I'm trying to connect to my company's wifi network using wicd.  I am able to connect to using NetworkManager, but I would like to get away from that because I am using xmonad, and getting Gnome apps running on it is annoying.

When I use NetworkManager, I configure it as follows:

Wireless Security: WPA & WPA2 Enterprise

Authentication: Protected EAP (PEAP)

CA Certificate: (none)

PEAP Version: Automatic

Inner Authentication: MSCHAPv2

And I am able to connect.  Am am also able to connect to my home wifi with wicd.

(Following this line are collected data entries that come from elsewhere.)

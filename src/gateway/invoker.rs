//! Retrying invocation of backend calls.
//!
//! One invocation is a loop of attempts with exponential backoff under a hard
//! elapsed ceiling. Fatal errors (auth, bad request, malformed response) end
//! the loop on the first attempt. Cancellation is checked around every call
//! and every sleep.

use std::future::Future;
use std::sync::Arc;
use std::time::{Duration, Instant};

use rand::Rng;
use serde::{Deserialize, Serialize};
use thiserror::Error;
use tokio_util::sync::CancellationToken;
use tracing::{debug, warn};

use super::usage::{CallRecord, NoopUsageSink, UsageSink};
use super::{Backend, BackendError, EmbedResponse, FailureKind, GenerateRequest, GenerateResponse};

const MAX_MULTIPLIER: f64 = 10.0;

#[derive(Debug, Clone, Copy, Serialize, Deserialize)]
#[serde(default)]
pub struct InvokerConfig {
    pub initial_delay_ms: u64,
    pub multiplier: f64,
    pub max_delay_ms: u64,
    /// Hard ceiling on total time spent in one invocation, sleeps included.
    pub max_elapsed_ms: u64,
    /// Jitter fraction applied to each delay (0 disables jitter).
    pub randomization: f64,
}

impl Default for InvokerConfig {
    fn default() -> Self {
        Self {
            initial_delay_ms: 500,
            multiplier: 2.0,
            max_delay_ms: 10_000,
            max_elapsed_ms: 30_000,
            randomization: 0.5,
        }
    }
}

impl InvokerConfig {
    /// Millisecond-scale delays for tests and offline runs.
    pub fn fast() -> Self {
        Self {
            initial_delay_ms: 1,
            multiplier: 2.0,
            max_delay_ms: 5,
            max_elapsed_ms: 2_000,
            randomization: 0.0,
        }
    }

    pub fn initial_delay(&self) -> Duration {
        Duration::from_millis(self.initial_delay_ms)
    }

    pub fn max_delay(&self) -> Duration {
        Duration::from_millis(self.max_delay_ms)
    }

    pub fn max_elapsed(&self) -> Duration {
        Duration::from_millis(self.max_elapsed_ms)
    }

    /// Reject settings the backoff schedule cannot honour.
    pub fn validate(&self) -> Result<(), BackendError> {
        if !self.multiplier.is_finite() || !(1.0..=MAX_MULTIPLIER).contains(&self.multiplier) {
            return Err(BackendError::config(format!(
                "invoker multiplier must be within 1..={MAX_MULTIPLIER} (got {})",
                self.multiplier
            )));
        }
        if !(0.0..=1.0).contains(&self.randomization) {
            return Err(BackendError::config(format!(
                "invoker randomization must be within 0..=1 (got {})",
                self.randomization
            )));
        }
        if self.initial_delay_ms > self.max_delay_ms {
            return Err(BackendError::config(format!(
                "invoker initial_delay_ms ({}) exceeds max_delay_ms ({})",
                self.initial_delay_ms, self.max_delay_ms
            )));
        }
        Ok(())
    }
}

/// One failed attempt, kept for reporting.
#[derive(Debug, Clone, Serialize, Deserialize)]
pub struct AttemptFailure {
    pub attempt: u32,
    pub code: String,
    pub kind: FailureKind,
    pub message: String,
    pub retryable: bool,
}

impl AttemptFailure {
    fn from_error(attempt: u32, err: &BackendError) -> Self {
        Self {
            attempt,
            code: err.code().to_string(),
            kind: err.kind(),
            message: err.to_string(),
            retryable: err.is_retryable(),
        }
    }
}

/// A successful invocation along with the attempts it took.
#[derive(Debug)]
pub struct Invoked<T> {
    pub value: T,
    pub attempts: u32,
    pub failures: Vec<AttemptFailure>,
}

#[derive(Debug, Error)]
pub enum InvokeError {
    #[error("{error} (after {attempts} attempt(s))")]
    Backend {
        error: BackendError,
        attempts: u32,
        failures: Vec<AttemptFailure>,
    },
    #[error("cancelled after {attempts} attempt(s)")]
    Cancelled { attempts: u32 },
}

impl InvokeError {
    pub fn kind(&self) -> FailureKind {
        match self {
            InvokeError::Backend { error, .. } => error.kind(),
            InvokeError::Cancelled { .. } => FailureKind::Cancelled,
        }
    }

    pub fn attempts(&self) -> u32 {
        match self {
            InvokeError::Backend { attempts, .. } | InvokeError::Cancelled { attempts } => {
                *attempts
            }
        }
    }

    pub fn failures(&self) -> &[AttemptFailure] {
        match self {
            InvokeError::Backend { failures, .. } => failures,
            InvokeError::Cancelled { .. } => &[],
        }
    }
}

/// Wraps backend calls in bounded retry and records every attempt.
#[derive(Clone)]
pub struct Invoker {
    config: InvokerConfig,
    usage: Arc<dyn UsageSink>,
}

impl Default for Invoker {
    fn default() -> Self {
        Self::new(InvokerConfig::default())
    }
}

impl Invoker {
    pub fn new(config: InvokerConfig) -> Self {
        Self {
            config,
            usage: Arc::new(NoopUsageSink),
        }
    }

    pub fn with_usage_sink(mut self, usage: Arc<dyn UsageSink>) -> Self {
        self.usage = usage;
        self
    }

    pub fn config(&self) -> &InvokerConfig {
        &self.config
    }

    /// Run `op` until it succeeds, fails fatally, hits the elapsed ceiling,
    /// or `cancel` fires. `op` receives the 1-based attempt number.
    ///
    /// The ceiling also bounds an attempt still in flight: it is dropped and
    /// the invocation fails with [`BackendError::Timeout`].
    pub async fn retry<T, F, Fut>(
        &self,
        cancel: &CancellationToken,
        mut op: F,
    ) -> Result<Invoked<T>, InvokeError>
    where
        F: FnMut(u32) -> Fut,
        Fut: Future<Output = Result<T, BackendError>>,
    {
        let start = Instant::now();
        let mut backoff = self.config.initial_delay();
        let mut failures = Vec::new();
        let mut attempt = 0u32;

        loop {
            if cancel.is_cancelled() {
                return Err(InvokeError::Cancelled { attempts: attempt });
            }
            attempt += 1;

            let remaining = self.config.max_elapsed().saturating_sub(start.elapsed());
            let result = tokio::select! {
                biased;
                _ = cancel.cancelled() => {
                    return Err(InvokeError::Cancelled { attempts: attempt });
                }
                r = op(attempt) => r,
                _ = tokio::time::sleep(remaining) => {
                    let err = BackendError::Timeout(self.config.max_elapsed());
                    warn!(attempt, elapsed_ms = start.elapsed().as_millis() as u64, "attempt abandoned at retry ceiling");
                    failures.push(AttemptFailure::from_error(attempt, &err));
                    return Err(InvokeError::Backend {
                        error: err,
                        attempts: attempt,
                        failures,
                    });
                }
            };

            let err = match result {
                Ok(value) => {
                    return Ok(Invoked {
                        value,
                        attempts: attempt,
                        failures,
                    })
                }
                Err(err) => err,
            };

            failures.push(AttemptFailure::from_error(attempt, &err));

            if !err.is_retryable() {
                debug!(attempt, code = err.code(), "fatal backend error, not retrying");
                return Err(InvokeError::Backend {
                    error: err,
                    attempts: attempt,
                    failures,
                });
            }

            let mut delay = self.jittered(backoff);
            if let Some(hint) = err.retry_after() {
                delay = delay.max(hint.min(self.config.max_delay()));
            }

            if start.elapsed() + delay > self.config.max_elapsed() {
                warn!(
                    attempt,
                    code = err.code(),
                    elapsed_ms = start.elapsed().as_millis() as u64,
                    "retry ceiling reached"
                );
                return Err(InvokeError::Backend {
                    error: err,
                    attempts: attempt,
                    failures,
                });
            }

            warn!(
                attempt,
                code = err.code(),
                delay_ms = delay.as_millis() as u64,
                "retryable backend error"
            );

            tokio::select! {
                biased;
                _ = cancel.cancelled() => {
                    return Err(InvokeError::Cancelled { attempts: attempt });
                }
                _ = tokio::time::sleep(delay) => {}
            }

            backoff = next_backoff(backoff, self.config.multiplier, self.config.max_delay());
        }
    }

    /// Generate through `backend` with retry, recording each attempt.
    pub async fn generate(
        &self,
        cancel: &CancellationToken,
        name: &str,
        backend: &dyn Backend,
        req: &GenerateRequest,
    ) -> Result<Invoked<GenerateResponse>, InvokeError> {
        let usage = self.usage.as_ref();
        self.retry(cancel, move |attempt| async move {
            let started = Instant::now();
            let result = backend.generate(req).await;
            let record = CallRecord::new(name, "generate", req.attribution.caller)
                .attempt(attempt)
                .correlation(req.attribution.correlation_id)
                .latency(started.elapsed().as_millis() as u64);
            let record = match &result {
                Ok(resp) => record.model(&resp.model).tokens(resp.tokens_used),
                Err(e) => record.model(backend.model()).error(e.code()),
            };
            usage.record(record).await;
            result
        })
        .await
    }

    /// Embed through `backend` with retry, recording each attempt.
    pub async fn embed(
        &self,
        cancel: &CancellationToken,
        name: &str,
        backend: &dyn Backend,
        text: &str,
    ) -> Result<Invoked<EmbedResponse>, InvokeError> {
        let usage = self.usage.as_ref();
        self.retry(cancel, move |attempt| async move {
            let started = Instant::now();
            let result = backend.embed(text).await;
            let record = CallRecord::new(name, "embed", "embedding::resolve")
                .attempt(attempt)
                .latency(started.elapsed().as_millis() as u64);
            let record = match &result {
                Ok(resp) => record.model(&resp.model),
                Err(e) => record.model(backend.model()).error(e.code()),
            };
            usage.record(record).await;
            result
        })
        .await
    }

    fn jittered(&self, base: Duration) -> Duration {
        let r = self.config.randomization.clamp(0.0, 1.0);
        if r == 0.0 || base.is_zero() {
            return base;
        }
        let factor = rand::thread_rng().gen_range((1.0 - r)..=(1.0 + r));
        Duration::try_from_secs_f64(base.as_secs_f64() * factor)
            .unwrap_or(self.config.max_delay())
            .min(self.config.max_delay())
    }
}

/// Saturates at `max` instead of overflowing.
fn next_backoff(current: Duration, multiplier: f64, max: Duration) -> Duration {
    let multiplier = if multiplier.is_finite() && multiplier >= 1.0 {
        multiplier
    } else {
        1.0
    };
    Duration::try_from_secs_f64(current.as_secs_f64() * multiplier)
        .unwrap_or(max)
        .min(max)
}

impl std::fmt::Debug for Invoker {
    fn fmt(&self, f: &mut std::fmt::Formatter<'_>) -> std::fmt::Result {
        f.debug_struct("Invoker").field("config", &self.config).finish()
    }
}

My problem is that I am not sure how to configure wicd to do the same.  I've tried "WPA-PEAP", "WPA2-PEAP", and "PEAP with TKIP/MSCHAPV2" but they don't seem to work.

Am I missing something?

----------

## theamazingplant2

Hi!

I am not by any means an expert, and am still new with gentoo, but the only way that i could manage to get wifi working was with wpa_supplicant. 

```

emerge net-wireless/wpa_supplicant

```

In order to do this, you will most likely have to chroot into the partition or use a live cd to chroot into the gentoo and install it from that.

once you do that, edit the wpa_supplicant.conf file and put in the information you get from entering 

```

wpa_passphrase <yournetworkname> <yournetworkspassword>

```

I hope i can help, and if you need any more info i could try and help the best i can, but i am not an expert, its just that i was having a very similar problem to yours, and i thought i might be able to help.

----------

## BillWho

oneself,

wpa_supplicant is the best choice for wireless according to the gentoo handbook.

I've posted my net and wpa_supplicate.conf files  here for someone else if you're interested.

Good luck   :Smile: 

----------